*** Opening of SUPPLIED DATA ***

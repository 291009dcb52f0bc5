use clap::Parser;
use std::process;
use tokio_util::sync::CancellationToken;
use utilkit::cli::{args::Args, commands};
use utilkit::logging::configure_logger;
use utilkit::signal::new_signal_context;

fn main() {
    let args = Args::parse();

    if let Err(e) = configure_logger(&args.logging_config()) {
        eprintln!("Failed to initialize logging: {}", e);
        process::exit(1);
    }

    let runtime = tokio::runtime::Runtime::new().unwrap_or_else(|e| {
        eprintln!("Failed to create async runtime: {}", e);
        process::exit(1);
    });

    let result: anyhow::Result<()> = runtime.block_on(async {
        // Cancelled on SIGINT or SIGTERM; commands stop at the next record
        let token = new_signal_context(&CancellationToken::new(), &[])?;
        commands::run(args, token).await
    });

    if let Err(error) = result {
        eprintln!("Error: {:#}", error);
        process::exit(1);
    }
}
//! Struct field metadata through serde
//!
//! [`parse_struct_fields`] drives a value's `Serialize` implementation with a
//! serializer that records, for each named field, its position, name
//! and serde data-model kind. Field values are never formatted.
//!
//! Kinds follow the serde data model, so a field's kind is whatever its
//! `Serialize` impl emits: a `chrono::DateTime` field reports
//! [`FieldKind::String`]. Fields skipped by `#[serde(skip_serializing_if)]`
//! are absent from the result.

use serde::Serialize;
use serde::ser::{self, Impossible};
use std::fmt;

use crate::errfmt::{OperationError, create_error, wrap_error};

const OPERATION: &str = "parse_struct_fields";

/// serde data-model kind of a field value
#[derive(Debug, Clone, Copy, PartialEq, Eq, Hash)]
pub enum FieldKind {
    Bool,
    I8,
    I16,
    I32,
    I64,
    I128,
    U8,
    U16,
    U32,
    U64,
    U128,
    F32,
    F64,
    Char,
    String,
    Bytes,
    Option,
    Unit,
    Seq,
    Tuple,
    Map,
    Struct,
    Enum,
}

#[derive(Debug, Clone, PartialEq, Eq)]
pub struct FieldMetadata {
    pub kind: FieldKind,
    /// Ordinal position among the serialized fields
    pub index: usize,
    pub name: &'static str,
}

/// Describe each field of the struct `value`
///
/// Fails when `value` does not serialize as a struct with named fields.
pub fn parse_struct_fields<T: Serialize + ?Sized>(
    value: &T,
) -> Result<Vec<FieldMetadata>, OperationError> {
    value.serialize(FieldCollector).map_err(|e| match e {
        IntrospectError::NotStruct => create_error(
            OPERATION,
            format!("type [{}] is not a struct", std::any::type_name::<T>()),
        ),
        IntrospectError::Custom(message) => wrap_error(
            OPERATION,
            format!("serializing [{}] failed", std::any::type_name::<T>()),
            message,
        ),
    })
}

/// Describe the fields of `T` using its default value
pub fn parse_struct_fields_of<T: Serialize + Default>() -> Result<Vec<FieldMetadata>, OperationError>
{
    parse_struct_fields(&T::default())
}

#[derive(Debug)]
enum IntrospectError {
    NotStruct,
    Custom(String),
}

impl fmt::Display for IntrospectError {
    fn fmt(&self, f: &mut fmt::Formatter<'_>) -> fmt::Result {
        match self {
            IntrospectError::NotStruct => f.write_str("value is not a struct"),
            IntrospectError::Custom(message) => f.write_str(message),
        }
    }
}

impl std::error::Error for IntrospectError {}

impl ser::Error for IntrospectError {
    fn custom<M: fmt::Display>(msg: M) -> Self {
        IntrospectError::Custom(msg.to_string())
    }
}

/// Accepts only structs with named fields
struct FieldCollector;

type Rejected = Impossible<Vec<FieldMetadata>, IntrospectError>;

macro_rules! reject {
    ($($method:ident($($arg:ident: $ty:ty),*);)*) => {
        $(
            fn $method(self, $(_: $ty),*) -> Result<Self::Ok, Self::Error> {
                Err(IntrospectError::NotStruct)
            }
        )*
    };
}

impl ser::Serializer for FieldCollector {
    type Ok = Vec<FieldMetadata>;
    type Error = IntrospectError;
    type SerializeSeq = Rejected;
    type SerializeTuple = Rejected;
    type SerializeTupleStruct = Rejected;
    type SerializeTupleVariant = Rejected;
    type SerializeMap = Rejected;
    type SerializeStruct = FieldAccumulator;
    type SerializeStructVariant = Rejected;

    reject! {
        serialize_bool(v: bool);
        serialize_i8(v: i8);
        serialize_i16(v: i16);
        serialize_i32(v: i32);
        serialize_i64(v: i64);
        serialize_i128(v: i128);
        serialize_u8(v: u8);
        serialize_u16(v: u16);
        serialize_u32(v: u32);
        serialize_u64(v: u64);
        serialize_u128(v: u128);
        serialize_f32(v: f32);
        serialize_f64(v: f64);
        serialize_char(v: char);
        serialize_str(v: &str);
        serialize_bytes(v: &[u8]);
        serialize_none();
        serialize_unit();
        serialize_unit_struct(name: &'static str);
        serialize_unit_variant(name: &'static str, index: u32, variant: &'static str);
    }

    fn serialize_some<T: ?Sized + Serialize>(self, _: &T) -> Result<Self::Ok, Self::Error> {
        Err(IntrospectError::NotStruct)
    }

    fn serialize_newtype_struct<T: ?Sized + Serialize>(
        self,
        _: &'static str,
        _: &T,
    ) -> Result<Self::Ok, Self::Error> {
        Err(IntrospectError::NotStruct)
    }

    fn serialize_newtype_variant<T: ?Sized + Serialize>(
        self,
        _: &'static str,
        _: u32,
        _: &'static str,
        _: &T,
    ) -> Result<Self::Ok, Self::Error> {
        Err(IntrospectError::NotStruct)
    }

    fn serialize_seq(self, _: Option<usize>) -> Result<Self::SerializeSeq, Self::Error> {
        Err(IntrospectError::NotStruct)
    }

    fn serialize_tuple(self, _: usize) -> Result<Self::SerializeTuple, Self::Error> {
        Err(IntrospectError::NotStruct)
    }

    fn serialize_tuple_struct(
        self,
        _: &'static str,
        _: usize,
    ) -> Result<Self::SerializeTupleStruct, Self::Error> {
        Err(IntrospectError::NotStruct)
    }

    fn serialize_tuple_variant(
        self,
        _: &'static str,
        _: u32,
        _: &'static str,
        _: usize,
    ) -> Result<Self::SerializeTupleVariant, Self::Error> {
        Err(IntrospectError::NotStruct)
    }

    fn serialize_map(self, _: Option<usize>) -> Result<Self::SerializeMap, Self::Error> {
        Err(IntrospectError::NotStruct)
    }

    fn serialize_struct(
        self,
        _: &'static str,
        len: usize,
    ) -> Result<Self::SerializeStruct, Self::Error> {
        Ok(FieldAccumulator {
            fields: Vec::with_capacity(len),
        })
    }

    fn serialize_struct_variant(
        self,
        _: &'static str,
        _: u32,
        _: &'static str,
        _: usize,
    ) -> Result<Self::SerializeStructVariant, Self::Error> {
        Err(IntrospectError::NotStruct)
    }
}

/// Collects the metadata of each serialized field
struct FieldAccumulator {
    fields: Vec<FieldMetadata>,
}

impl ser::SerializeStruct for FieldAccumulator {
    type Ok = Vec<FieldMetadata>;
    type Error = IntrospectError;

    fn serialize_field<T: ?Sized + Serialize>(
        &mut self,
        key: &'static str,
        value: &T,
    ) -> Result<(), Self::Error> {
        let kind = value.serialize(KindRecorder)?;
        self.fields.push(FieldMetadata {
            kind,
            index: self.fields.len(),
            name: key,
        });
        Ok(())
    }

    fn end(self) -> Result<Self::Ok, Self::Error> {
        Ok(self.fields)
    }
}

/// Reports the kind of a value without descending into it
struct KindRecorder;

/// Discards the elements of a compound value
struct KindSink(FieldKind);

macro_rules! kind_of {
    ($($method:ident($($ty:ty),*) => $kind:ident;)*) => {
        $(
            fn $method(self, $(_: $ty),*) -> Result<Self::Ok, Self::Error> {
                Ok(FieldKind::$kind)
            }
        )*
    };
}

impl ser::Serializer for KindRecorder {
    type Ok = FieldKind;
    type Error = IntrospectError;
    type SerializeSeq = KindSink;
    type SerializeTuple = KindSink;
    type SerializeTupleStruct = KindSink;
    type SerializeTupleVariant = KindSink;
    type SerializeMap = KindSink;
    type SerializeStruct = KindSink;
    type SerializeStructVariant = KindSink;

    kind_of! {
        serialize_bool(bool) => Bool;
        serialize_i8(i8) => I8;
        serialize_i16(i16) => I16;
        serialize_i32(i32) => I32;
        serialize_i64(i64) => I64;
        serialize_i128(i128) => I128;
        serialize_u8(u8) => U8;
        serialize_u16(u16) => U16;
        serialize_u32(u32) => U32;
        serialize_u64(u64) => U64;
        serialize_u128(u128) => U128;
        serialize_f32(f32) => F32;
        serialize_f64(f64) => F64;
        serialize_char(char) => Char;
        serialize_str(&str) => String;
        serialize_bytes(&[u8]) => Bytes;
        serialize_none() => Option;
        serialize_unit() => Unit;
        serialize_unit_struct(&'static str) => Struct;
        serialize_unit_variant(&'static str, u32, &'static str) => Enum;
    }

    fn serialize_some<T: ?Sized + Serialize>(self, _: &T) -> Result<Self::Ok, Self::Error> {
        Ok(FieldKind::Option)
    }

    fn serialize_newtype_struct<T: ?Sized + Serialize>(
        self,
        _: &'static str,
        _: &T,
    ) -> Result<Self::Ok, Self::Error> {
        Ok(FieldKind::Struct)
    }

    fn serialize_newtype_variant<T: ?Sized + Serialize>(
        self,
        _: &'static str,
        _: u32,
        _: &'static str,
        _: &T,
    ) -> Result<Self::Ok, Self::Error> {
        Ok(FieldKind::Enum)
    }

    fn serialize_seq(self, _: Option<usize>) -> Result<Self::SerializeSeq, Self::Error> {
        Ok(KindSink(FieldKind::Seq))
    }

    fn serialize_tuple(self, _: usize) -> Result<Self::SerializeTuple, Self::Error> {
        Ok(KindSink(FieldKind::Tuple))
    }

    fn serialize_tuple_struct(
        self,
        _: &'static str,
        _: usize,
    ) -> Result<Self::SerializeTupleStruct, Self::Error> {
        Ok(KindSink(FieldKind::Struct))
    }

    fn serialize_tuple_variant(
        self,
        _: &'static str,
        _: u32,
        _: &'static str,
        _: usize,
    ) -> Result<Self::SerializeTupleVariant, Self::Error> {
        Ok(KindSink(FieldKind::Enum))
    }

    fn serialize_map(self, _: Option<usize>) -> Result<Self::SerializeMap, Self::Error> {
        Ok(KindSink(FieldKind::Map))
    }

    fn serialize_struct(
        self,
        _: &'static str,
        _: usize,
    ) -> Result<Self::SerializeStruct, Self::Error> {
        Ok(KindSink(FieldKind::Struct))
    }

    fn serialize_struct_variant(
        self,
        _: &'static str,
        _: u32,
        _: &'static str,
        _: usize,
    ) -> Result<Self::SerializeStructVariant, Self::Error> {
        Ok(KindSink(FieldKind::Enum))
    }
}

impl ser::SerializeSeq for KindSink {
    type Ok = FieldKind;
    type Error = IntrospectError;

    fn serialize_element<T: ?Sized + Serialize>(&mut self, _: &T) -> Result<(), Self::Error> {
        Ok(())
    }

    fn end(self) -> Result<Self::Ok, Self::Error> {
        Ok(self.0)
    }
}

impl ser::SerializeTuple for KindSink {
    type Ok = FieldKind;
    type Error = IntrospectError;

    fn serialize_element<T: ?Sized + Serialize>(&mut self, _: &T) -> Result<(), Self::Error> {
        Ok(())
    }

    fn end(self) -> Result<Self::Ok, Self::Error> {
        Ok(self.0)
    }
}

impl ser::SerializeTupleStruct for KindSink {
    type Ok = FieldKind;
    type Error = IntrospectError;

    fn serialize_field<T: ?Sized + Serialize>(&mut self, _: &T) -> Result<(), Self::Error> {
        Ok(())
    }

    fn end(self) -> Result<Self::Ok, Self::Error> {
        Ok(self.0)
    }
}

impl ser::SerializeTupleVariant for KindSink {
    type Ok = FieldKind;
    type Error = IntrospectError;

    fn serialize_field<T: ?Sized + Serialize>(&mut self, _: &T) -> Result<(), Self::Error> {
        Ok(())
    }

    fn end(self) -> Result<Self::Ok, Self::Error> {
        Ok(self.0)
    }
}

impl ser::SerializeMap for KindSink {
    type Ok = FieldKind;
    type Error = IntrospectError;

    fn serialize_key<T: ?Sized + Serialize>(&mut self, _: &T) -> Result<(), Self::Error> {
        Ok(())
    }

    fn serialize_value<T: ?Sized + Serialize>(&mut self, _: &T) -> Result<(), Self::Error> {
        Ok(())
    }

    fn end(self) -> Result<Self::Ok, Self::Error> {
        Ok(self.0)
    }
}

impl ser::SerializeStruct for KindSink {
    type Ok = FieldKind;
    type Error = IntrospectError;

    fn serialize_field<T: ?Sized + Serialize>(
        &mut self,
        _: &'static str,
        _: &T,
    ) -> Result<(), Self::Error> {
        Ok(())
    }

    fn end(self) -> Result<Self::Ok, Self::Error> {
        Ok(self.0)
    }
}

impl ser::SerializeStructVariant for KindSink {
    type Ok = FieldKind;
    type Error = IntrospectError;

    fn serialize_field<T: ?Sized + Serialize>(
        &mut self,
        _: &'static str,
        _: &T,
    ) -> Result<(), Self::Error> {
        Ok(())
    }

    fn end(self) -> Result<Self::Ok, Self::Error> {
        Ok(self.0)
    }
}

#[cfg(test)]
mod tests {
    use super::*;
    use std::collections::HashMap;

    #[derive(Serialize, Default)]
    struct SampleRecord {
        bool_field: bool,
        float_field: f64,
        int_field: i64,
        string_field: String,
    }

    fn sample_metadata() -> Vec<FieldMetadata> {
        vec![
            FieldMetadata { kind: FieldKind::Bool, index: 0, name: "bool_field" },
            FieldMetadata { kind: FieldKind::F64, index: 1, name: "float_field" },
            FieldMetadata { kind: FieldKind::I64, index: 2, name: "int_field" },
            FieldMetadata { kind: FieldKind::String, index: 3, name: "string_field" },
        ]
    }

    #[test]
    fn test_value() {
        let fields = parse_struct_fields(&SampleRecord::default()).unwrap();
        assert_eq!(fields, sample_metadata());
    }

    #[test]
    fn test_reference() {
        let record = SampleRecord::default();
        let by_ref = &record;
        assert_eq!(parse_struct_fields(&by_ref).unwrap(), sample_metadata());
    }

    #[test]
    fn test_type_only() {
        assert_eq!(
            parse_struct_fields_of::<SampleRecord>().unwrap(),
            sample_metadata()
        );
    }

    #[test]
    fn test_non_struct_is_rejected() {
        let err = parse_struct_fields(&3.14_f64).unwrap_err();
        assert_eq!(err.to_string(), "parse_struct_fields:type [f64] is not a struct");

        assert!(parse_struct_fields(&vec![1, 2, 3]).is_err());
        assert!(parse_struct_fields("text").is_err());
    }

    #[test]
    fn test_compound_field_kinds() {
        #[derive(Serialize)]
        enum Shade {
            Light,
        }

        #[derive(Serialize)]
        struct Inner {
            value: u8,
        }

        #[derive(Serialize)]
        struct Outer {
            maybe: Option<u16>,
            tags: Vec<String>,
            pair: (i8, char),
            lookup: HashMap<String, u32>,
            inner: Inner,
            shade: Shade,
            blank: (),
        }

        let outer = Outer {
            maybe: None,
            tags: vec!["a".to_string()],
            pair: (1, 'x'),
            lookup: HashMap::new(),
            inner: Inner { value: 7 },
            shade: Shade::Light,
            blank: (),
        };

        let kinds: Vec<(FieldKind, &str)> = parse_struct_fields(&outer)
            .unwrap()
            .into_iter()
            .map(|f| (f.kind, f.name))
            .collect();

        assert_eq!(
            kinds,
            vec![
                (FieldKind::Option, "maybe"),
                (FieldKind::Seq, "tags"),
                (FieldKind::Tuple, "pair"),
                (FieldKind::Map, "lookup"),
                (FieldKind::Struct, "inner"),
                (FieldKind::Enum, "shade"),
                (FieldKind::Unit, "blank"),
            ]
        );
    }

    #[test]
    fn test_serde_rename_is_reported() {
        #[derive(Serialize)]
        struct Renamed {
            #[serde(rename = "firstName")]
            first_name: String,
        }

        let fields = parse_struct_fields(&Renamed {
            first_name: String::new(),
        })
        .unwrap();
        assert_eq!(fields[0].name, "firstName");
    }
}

*** Close of SUPPLIED DATA ***

▶ [WORK INSTRUCTIONS] Retype, in the same exact form, the lines of the material above from the line holding "let runtime = tokio::runtime::Runtime::new().unwrap_or_else(|e|" through the line holding "let result: anyhow::Result<()>".

▶ [ANSWER FOR THE TASK]
    let runtime = tokio::runtime::Runtime::new().unwrap_or_else(|e| {
        eprintln!("Failed to create async runtime: {}", e);
        process::exit(1);
    });

    let result: anyhow::Result<()> = runtime.block_on(async {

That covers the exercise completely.